By combining electron microscopy, transcriptomic, and protein profile analysis, I revealed that the mechanism of action of DMF centres around the mitochondria and is dependent on regulating the nuclear factor E2-related factor 2 (NRF2)/B-cell lymphoma extra-large (Bcl-xL) signaling axis. I also demonstrated that enforced Bcl-xL or NRF2 expression could markedly reverse DMF-induced apoptosis and metastasis inhibition in HCC cells. Importantly, given that NRF2/Bcl-xL signaling axis is an essential player in HCC recurrence and metastasis, our findings highlight DMF as an effective alternative drug. In addition, I revealed that the inactivation of PERK exacerbated the cytotoxic effects of DMF as evidenced by increased apoptotic (annexin V+) cells. In contrast, ER stress-adapted HCC cells respond poorly to DMF treatment, suggesting that the unfolded protein response might influence the cytotoxic effects of DMF in HCC cells.

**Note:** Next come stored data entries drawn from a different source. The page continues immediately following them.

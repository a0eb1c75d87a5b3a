use super::event::ErrorEvent;
use super::log::{LogContext, LogSink, TracingLogSink};
use super::{ExceptionFilter, policy};
use crate::common::ErrorResponse;
use crate::config::ResponderConfig;
use crate::request::RequestSnapshot;
use axum::response::{IntoResponse, Response};
use std::backtrace::Backtrace;
use std::sync::Arc;

/// Terminal error handler: logs the error, then renders it as JSON.
///
/// Holds no per-request state, so one instance serves every request.
#[derive(Clone)]
pub struct ErrorResponder {
    config: ResponderConfig,
    sink: Arc<dyn LogSink>,
}

impl ErrorResponder {
    pub fn new(config: ResponderConfig, sink: Arc<dyn LogSink>) -> Self {
        Self { config, sink }
    }

    /// A responder that logs through `tracing`.
    pub fn with_tracing(config: ResponderConfig) -> Self {
        Self::new(config, Arc::new(TracingLogSink))
    }

    pub fn config(&self) -> &ResponderConfig {
        &self.config
    }

    /// Log `error` once, then classify it.
    pub fn handle(&self, request: &RequestSnapshot, error: &ErrorEvent) -> ErrorResponse {
        let trace = Backtrace::force_capture();
        self.sink.error(
            &error.log_message(),
            &LogContext {
                kind: error.kind(),
                request,
                trace: &trace,
            },
        );

        policy::render(error, self.config.debug)
    }
}

impl ExceptionFilter for ErrorResponder {
    fn catch(&self, request: &RequestSnapshot, error: &ErrorEvent) -> Response {
        self.handle(request, error).into_response()
    }
}

#[cfg(test)]
pub(crate) mod tests {
    use super::*;
    use crate::exception::{ErrorKind, FieldViolation, NotFoundSource};
    use axum::http::StatusCode;
    use std::sync::Mutex;

    /// Sink that keeps every record for inspection.
    #[derive(Default)]
    pub(crate) struct RecordingSink {
        pub(crate) records: Mutex<Vec<(String, ErrorKind, RequestSnapshot, bool)>>,
    }

    impl RecordingSink {
        pub(crate) fn len(&self) -> usize {
            self.records.lock().unwrap().len()
        }
    }

    impl LogSink for RecordingSink {
        fn error(&self, message: &str, context: &LogContext<'_>) {
            let has_trace = !context.trace.to_string().is_empty();
            self.records.lock().unwrap().push((
                message.to_string(),
                context.kind,
                context.request.clone(),
                has_trace,
            ));
        }
    }

    fn responder(debug: bool) -> (ErrorResponder, Arc<RecordingSink>) {
        let sink = Arc::new(RecordingSink::default());
        let responder = ErrorResponder::new(ResponderConfig::new(debug), sink.clone());
        (responder, sink)
    }

    fn request() -> RequestSnapshot {
        RequestSnapshot::builder()
            .method("POST")
            .uri("/users?page=2")
            .query("page", "2")
            .header("accept", "application/json")
            .build()
    }

    #[test]
    fn test_logs_exactly_once_per_call() {
        let (responder, sink) = responder(false);
        let errors = [
            ErrorEvent::access_denied(""),
            ErrorEvent::unauthorized(""),
            ErrorEvent::not_found(""),
            ErrorEvent::route_not_found(""),
            ErrorEvent::http_not_found(""),
            ErrorEvent::invalid_config("bad"),
            ErrorEvent::validation([FieldViolation::new("a", "b")]),
            ErrorEvent::other(""),
        ];

        for (i, error) in errors.iter().enumerate() {
            responder.handle(&request(), error);
            assert_eq!(sink.len(), i + 1);
        }
    }

    #[test]
    fn test_log_record_contents() {
        let (responder, sink) = responder(false);
        let request = request();

        responder.handle(&request, &ErrorEvent::route_not_found(""));
        responder.handle(&request, &ErrorEvent::other("db down"));

        let records = sink.records.lock().unwrap();
        let (message, kind, logged_request, has_trace) = &records[0];
        assert_eq!(message, "NotFound(Routing)");
        assert_eq!(*kind, ErrorKind::NotFound(NotFoundSource::Routing));
        assert_eq!(logged_request, &request);
        assert!(*has_trace);

        assert_eq!(records[1].0, "db down");
    }

    #[test]
    fn test_handle_validation_failure() {
        let (responder, _) = responder(false);
        let error = ErrorEvent::validation([FieldViolation::new("address[city]", "required")]);

        let response = responder.handle(&request(), &error);
        assert_eq!(response.status_code, StatusCode::UNPROCESSABLE_ENTITY);
        assert_eq!(response.title, "Unprocessable entity");
        let body = serde_json::to_value(&response).unwrap();
        assert_eq!(
            body["errors"],
            serde_json::json!([{"field": "address.city", "message": "required"}])
        );
    }

    #[test]
    fn test_debug_mode_from_config() {
        let (production, _) = responder(false);
        let (debug, _) = responder(true);
        let error = ErrorEvent::other("boom");

        let body = serde_json::to_value(production.handle(&request(), &error)).unwrap();
        assert!(body.get("exception").is_none());

        let body = serde_json::to_value(debug.handle(&request(), &error)).unwrap();
        assert_eq!(body["exception"]["message"], "boom");
        assert_eq!(body["exception"]["kind"], "Other");
    }

    #[tokio::test]
    async fn test_catch_renders_http_response() {
        let (responder, sink) = responder(false);
        let response = responder.catch(&request(), &ErrorEvent::access_denied(""));

        assert_eq!(response.status(), StatusCode::FORBIDDEN);
        let body = axum::body::to_bytes(response.into_body(), usize::MAX)
            .await
            .unwrap();
        let value: serde_json::Value = serde_json::from_slice(&body).unwrap();
        assert_eq!(
            value,
            serde_json::json!({"title": "Forbidden", "message": "Access error"})
        );
        assert_eq!(sink.len(), 1);
    }

    #[test]
    fn test_responder_is_shareable_across_threads() {
        let (responder, sink) = responder(false);
        let responder = Arc::new(responder);

        let handles: Vec<_> = (0..4)
            .map(|i| {
                let responder = Arc::clone(&responder);
                std::thread::spawn(move || {
                    responder
                        .handle(&request(), &ErrorEvent::not_found(format!("item {i}")))
                        .message
                })
            })
            .collect();

        let mut messages: Vec<_> = handles.into_iter().map(|h| h.join().unwrap()).collect();
        messages.sort();
        assert_eq!(messages, ["item 0", "item 1", "item 2", "item 3"]);
        assert_eq!(sink.len(), 4);
    }
}
// 该文件是 Posekit 项目的一部分。
// src/input/synthetic.rs - 合成视频输入
//
// 本程序遵循 GNU Affero 通用公共许可证（AGPL）许可协议。
// 本程序的发布旨在提供实用价值，但不作任何形式的担保，
// 包括但不限于对适销性或特定用途适用性的默示担保。
// 更多详情请参阅 GNU 通用公共许可证。
//
// Copyright (C) 2026 Johann Li <me@qinka.pro>, ETVP

use image::{Rgb, RgbImage};
use tracing::{debug, info};
use url::Url;

use crate::{
  FromUrl, FromUrlWithScheme,
  input::{DEFAULT_FPS, FrameSource, SourceError, normalize_fps, query_param},
  pose::VideoInfo,
};

const SYNTHETIC_STEM: &str = "synthetic";

/// 在内存中生成固定数量的渐变帧，不需要任何文件或解码器
///
/// 例如 `synthetic://?width=64&height=48&frames=10&fps=30`。
/// `fail_at` 参数让第 N 帧（从 0 开始）解码失败，用来模拟损坏的视频。
pub struct SyntheticSource {
  info: VideoInfo,
  next: u64,
  fail_at: Option<u64>,
  finished: bool,
}

impl SyntheticSource {
  pub fn new(width: u32, height: u32, frames: u64) -> Self {
    Self {
      info: VideoInfo {
        path: format!("{}://?width={}&height={}&frames={}", Self::SCHEME, width, height, frames),
        width,
        height,
        fps: DEFAULT_FPS,
        total_frames: frames,
      },
      next: 0,
      fail_at: None,
      finished: false,
    }
  }

  pub fn with_fps(mut self, fps: f64) -> Self {
    self.info.fps = normalize_fps(fps, &self.info.path);
    self
  }

  pub fn with_failure_at(mut self, frame: u64) -> Self {
    self.fail_at = Some(frame);
    self
  }

  fn render(&self, index: u64) -> RgbImage {
    let (width, height) = (self.info.width, self.info.height);
    let shift = (index * 8 % 256) as u8;
    RgbImage::from_fn(width, height, |x, y| {
      let r = (x * 255 / width.max(1)) as u8;
      let g = (y * 255 / height.max(1)) as u8;
      Rgb([r.wrapping_add(shift), g, shift])
    })
  }
}

impl FromUrlWithScheme for SyntheticSource {
  const SCHEME: &'static str = "synthetic";
}

impl FromUrl for SyntheticSource {
  type Error = SourceError;

  fn from_url(url: &Url) -> Result<Self, Self::Error> {
    if url.scheme() != Self::SCHEME {
      return Err(SourceError::SchemeMismatch);
    }
    let width = query_param(url, "width")?.unwrap_or(64);
    let height = query_param(url, "height")?.unwrap_or(48);
    let frames = query_param(url, "frames")?.unwrap_or(10);
    let fps = query_param(url, "fps")?.unwrap_or(DEFAULT_FPS);

    let mut source = Self::new(width, height, frames).with_fps(fps);
    if let Some(frame) = query_param(url, "fail_at")? {
      source = source.with_failure_at(frame);
    }
    source.info.path = url.to_string();
    info!(
      "合成视频: {}x{}, {} 帧, {} fps",
      width, height, frames, source.info.fps
    );
    Ok(source)
  }
}

impl Iterator for SyntheticSource {
  type Item = Result<RgbImage, SourceError>;

  fn next(&mut self) -> Option<Self::Item> {
    if self.finished || self.next >= self.info.total_frames {
      return None;
    }
    let index = self.next;
    self.next += 1;
    if self.fail_at == Some(index) {
      self.finished = true;
      return Some(Err(SourceError::CorruptFrame(index)));
    }
    Some(Ok(self.render(index)))
  }
}

impl FrameSource for SyntheticSource {
  fn video_info(&self) -> &VideoInfo {
    &self.info
  }

  fn stem(&self) -> &str {
    SYNTHETIC_STEM
  }

  fn close(&mut self) {
    if !self.finished {
      debug!("关闭合成视频, 已产生 {} 帧", self.next);
    }
    self.finished = true;
  }
}

#[cfg(test)]
mod tests {
  use super::*;

  #[test]
  fn yields_declared_number_of_frames() {
    let source = SyntheticSource::new(16, 8, 5);
    let frames: Vec<_> = source.collect::<Result<_, _>>().unwrap();
    assert_eq!(frames.len(), 5);
    assert!(frames.iter().all(|f| f.dimensions() == (16, 8)));
    assert_ne!(frames[0], frames[1]);
  }

  #[test]
  fn failure_stops_the_stream() {
    let mut source = SyntheticSource::new(4, 4, 5).with_failure_at(2);
    assert!(source.next().unwrap().is_ok());
    assert!(source.next().unwrap().is_ok());
    assert!(matches!(
      source.next(),
      Some(Err(SourceError::CorruptFrame(2)))
    ));
    assert!(source.next().is_none());
  }

  #[test]
  fn parses_url_parameters() {
    let url = Url::parse("synthetic://?width=20&height=10&frames=0&fps=0").unwrap();
    let mut source = SyntheticSource::from_url(&url).unwrap();
    assert_eq!(source.video_info().fps, DEFAULT_FPS);
    assert_eq!(source.video_info().total_frames, 0);
    assert!(source.next().is_none());

    let url = Url::parse("synthetic://?width=wide").unwrap();
    assert!(matches!(
      SyntheticSource::from_url(&url),
      Err(SourceError::InvalidParameter { .. })
    ));
  }
}
// 该文件是 Posekit 项目的一部分。
// src/output/draw.rs - 姿态检测结果可视化
//
// 本程序遵循 GNU Affero 通用公共许可证（AGPL）许可协议。
// 本程序的发布旨在提供实用价值，但不作任何形式的担保，
// 包括但不限于对适销性或特定用途适用性的默示担保。
// 更多详情请参阅 GNU 通用公共许可证。
//
// Copyright (C) 2026 Johann Li <me@qinka.pro>, ETVP

use std::path::Path;

use ab_glyph::{FontArc, PxScale};
use image::{Rgb, RgbImage};
use imageproc::drawing::{
  draw_filled_circle_mut, draw_hollow_circle_mut, draw_hollow_rect_mut, draw_line_segment_mut,
  draw_text_mut,
};
use imageproc::rect::Rect;
use thiserror::Error;

use crate::pose::{Keypoint, PoseData};

// 绘制常量
const LINE_THICKNESS: i32 = 2;
const POINT_RADIUS: i32 = 4;
const RING_RADIUS: i32 = 6;
const LABEL_FONT_SIZE: f32 = 12.0;
const BANNER_FONT_SIZE: f32 = 20.0;
const WHITE: Rgb<u8> = Rgb([255, 255, 255]);
const GREY: Rgb<u8> = Rgb([128, 128, 128]);

const HEAD_COLOR: Rgb<u8> = Rgb([255, 0, 255]);
const ARM_COLOR: Rgb<u8> = Rgb([255, 255, 0]);
const LEG_COLOR: Rgb<u8> = Rgb([0, 255, 255]);

#[derive(Error, Debug)]
pub enum DrawError {
  #[error("I/O 错误: {0}")]
  IoError(#[from] std::io::Error),
  #[error("字体文件无效: {0}")]
  InvalidFont(String),
}

/// 连线颜色
#[derive(Debug, Clone, Copy)]
pub enum LineColoring {
  /// 按起点所属身体部位区分头部、手臂、腿部
  ByBodyPart,
  Uniform(Rgb<u8>),
}

/// 关键点颜色
#[derive(Debug, Clone, Copy)]
pub enum PointColoring {
  /// 高置信度绿色，中等黄色，较低红色
  ByConfidence,
  /// 按关键点名称区分面部、手臂、腿部
  ByRegion,
}

/// 骨架绘制器
#[derive(Clone)]
pub struct Draw {
  confidence_threshold: f64,
  line_coloring: LineColoring,
  point_coloring: PointColoring,
  draw_bbox: bool,
  font: Option<FontArc>,
  banner: Option<String>,
}

impl Default for Draw {
  fn default() -> Self {
    Self {
      confidence_threshold: 0.5,
      line_coloring: LineColoring::ByBodyPart,
      point_coloring: PointColoring::ByConfidence,
      draw_bbox: true,
      font: None,
      banner: None,
    }
  }
}

impl Draw {
  pub fn with_confidence_threshold(mut self, threshold: f64) -> Self {
    self.confidence_threshold = threshold;
    self
  }

  pub fn with_line_coloring(mut self, coloring: LineColoring) -> Self {
    self.line_coloring = coloring;
    self
  }

  pub fn with_point_coloring(mut self, coloring: PointColoring) -> Self {
    self.point_coloring = coloring;
    self
  }

  pub fn with_bbox(mut self, draw_bbox: bool) -> Self {
    self.draw_bbox = draw_bbox;
    self
  }

  /// 左上角显示的文字，仅在加载了字体时绘制
  pub fn with_banner(mut self, banner: impl Into<String>) -> Self {
    self.banner = Some(banner.into());
    self
  }

  /// 加载 TTF/OTF 字体，用于关键点名称与标题
  pub fn with_font_file(mut self, path: impl AsRef<Path>) -> Result<Self, DrawError> {
    let data = std::fs::read(path.as_ref())?;
    let font = FontArc::try_from_vec(data).map_err(|e| DrawError::InvalidFont(e.to_string()))?;
    self.font = Some(font);
    Ok(self)
  }

  pub fn has_font(&self) -> bool {
    self.font.is_some()
  }

  /// 在帧的副本上绘制姿态
  pub fn draw_pose(
    &self,
    frame: &RgbImage,
    pose: &PoseData,
    connections: &[(usize, usize)],
  ) -> RgbImage {
    let mut image = frame.clone();
    let keypoints = &pose.keypoints;

    for &(start, end) in connections {
      let (Some(a), Some(b)) = (keypoints.get(start), keypoints.get(end)) else {
        continue;
      };
      if a.confidence > self.confidence_threshold && b.confidence > self.confidence_threshold {
        let color = self.line_color(start);
        draw_thick_line(&mut image, a, b, color);
      }
    }

    for kp in keypoints
      .iter()
      .filter(|kp| kp.confidence > self.confidence_threshold)
    {
      let center = (kp.pixel_x as i32, kp.pixel_y as i32);
      draw_filled_circle_mut(&mut image, center, POINT_RADIUS, self.point_color(kp));
      draw_hollow_circle_mut(&mut image, center, RING_RADIUS, WHITE);

      if let Some(font) = &self.font {
        draw_text_mut(
          &mut image,
          WHITE,
          center.0 + 10,
          center.1 - 10,
          PxScale::from(LABEL_FONT_SIZE),
          font,
          &kp.name,
        );
      }
    }

    if self.draw_bbox
      && let Some(bbox) = pose.bbox
      && bbox.width > 0
      && bbox.height > 0
    {
      let rect = Rect::at(bbox.x as i32, bbox.y as i32).of_size(bbox.width, bbox.height);
      draw_hollow_rect_mut(&mut image, rect, GREY);
    }

    if let (Some(font), Some(banner)) = (&self.font, &self.banner) {
      draw_text_mut(
        &mut image,
        WHITE,
        10,
        10,
        PxScale::from(BANNER_FONT_SIZE),
        font,
        banner,
      );
    }

    image
  }

  fn line_color(&self, start: usize) -> Rgb<u8> {
    match self.line_coloring {
      LineColoring::Uniform(color) => color,
      LineColoring::ByBodyPart => match start {
        0..=4 => HEAD_COLOR,
        5..=10 => ARM_COLOR,
        _ => LEG_COLOR,
      },
    }
  }

  fn point_color(&self, kp: &Keypoint) -> Rgb<u8> {
    match self.point_coloring {
      PointColoring::ByConfidence => {
        if kp.confidence > 0.8 {
          Rgb([0, 255, 0])
        } else if kp.confidence > 0.6 {
          Rgb([255, 255, 0])
        } else {
          Rgb([255, 0, 0])
        }
      }
      PointColoring::ByRegion => {
        let name = kp.name.as_str();
        if name.contains("eye") || name == "nose" {
          Rgb([0, 0, 255])
        } else if ["shoulder", "elbow", "wrist"].iter().any(|p| name.contains(p)) {
          Rgb([0, 255, 0])
        } else if ["hip", "knee", "ankle"].iter().any(|p| name.contains(p)) {
          Rgb([255, 0, 0])
        } else {
          Rgb([0, 255, 255])
        }
      }
    }
  }
}

fn draw_thick_line(image: &mut RgbImage, a: &Keypoint, b: &Keypoint, color: Rgb<u8>) {
  let (ax, ay) = (a.pixel_x as f32, a.pixel_y as f32);
  let (bx, by) = (b.pixel_x as f32, b.pixel_y as f32);
  for offset in 0..LINE_THICKNESS {
    let d = offset as f32 - (LINE_THICKNESS - 1) as f32 / 2.0;
    draw_line_segment_mut(image, (ax + d, ay), (bx + d, by), color);
    draw_line_segment_mut(image, (ax, ay + d), (bx, by + d), color);
  }
}

#[cfg(test)]
mod tests {
  use super::*;
  use crate::pose::{BoundingBox, PoseMetadata};

  fn pose() -> PoseData {
    let keypoints = vec![
      Keypoint::from_normalized(0, "nose", 0.25, 0.5, 0.9, 40, 40),
      Keypoint::from_normalized(1, "left_eye", 0.75, 0.5, 0.9, 40, 40),
      Keypoint::from_normalized(2, "right_eye", 0.5, 0.9, 0.1, 40, 40),
    ];
    PoseData {
      bbox: BoundingBox::enclosing(&keypoints, 0.5),
      keypoints,
      metadata: PoseMetadata::new("test", 0.0),
    }
  }

  #[test]
  fn draws_on_copy_only() {
    let frame = RgbImage::new(40, 40);
    let drawn = Draw::default().draw_pose(&frame, &pose(), &[(0, 1), (0, 2)]);
    assert!(frame.pixels().all(|p| p.0 == [0, 0, 0]));
    assert_eq!(drawn.dimensions(), frame.dimensions());
    // 高置信度关键点中心被着色
    assert_eq!(drawn.get_pixel(10, 20).0, [0, 255, 0]);
    // 低置信度关键点不绘制
    assert_eq!(drawn.get_pixel(20, 36).0, [0, 0, 0]);
  }

  #[test]
  fn region_coloring_uses_names() {
    let frame = RgbImage::new(40, 40);
    let draw = Draw::default()
      .with_point_coloring(PointColoring::ByRegion)
      .with_line_coloring(LineColoring::Uniform(Rgb([0, 255, 0])))
      .with_bbox(false);
    let drawn = draw.draw_pose(&frame, &pose(), &[]);
    assert_eq!(drawn.get_pixel(10, 20).0, [0, 0, 255]);
  }

  #[test]
  fn missing_font_file_is_an_error() {
    let err = Draw::default().with_font_file("/nonexistent/font.ttf");
    assert!(matches!(err, Err(DrawError::IoError(_))));
  }
}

My study further demonstrated that DMF and sorafenib exhibited synergistic effects on the progression of HCC. The combination therapy reduced cell proliferation and increased apoptosis compared to DMF or sorafenib alone. Similarly, p-STAT3 expression was significantly reduced following co-treatment with sorafenib and DMF. I then verified the in vitro results using HCC mice xenograft models. Consistently, the co-treatment of DMF and sorafenib synergistically inhibited the HCC progression. In summary, our results provide evidence that DMF can target NRF2/Bcl-xL-mediated resistance in HCC and may serve as a potential therapeutic choice for advanced HCC in combination with sorafenib.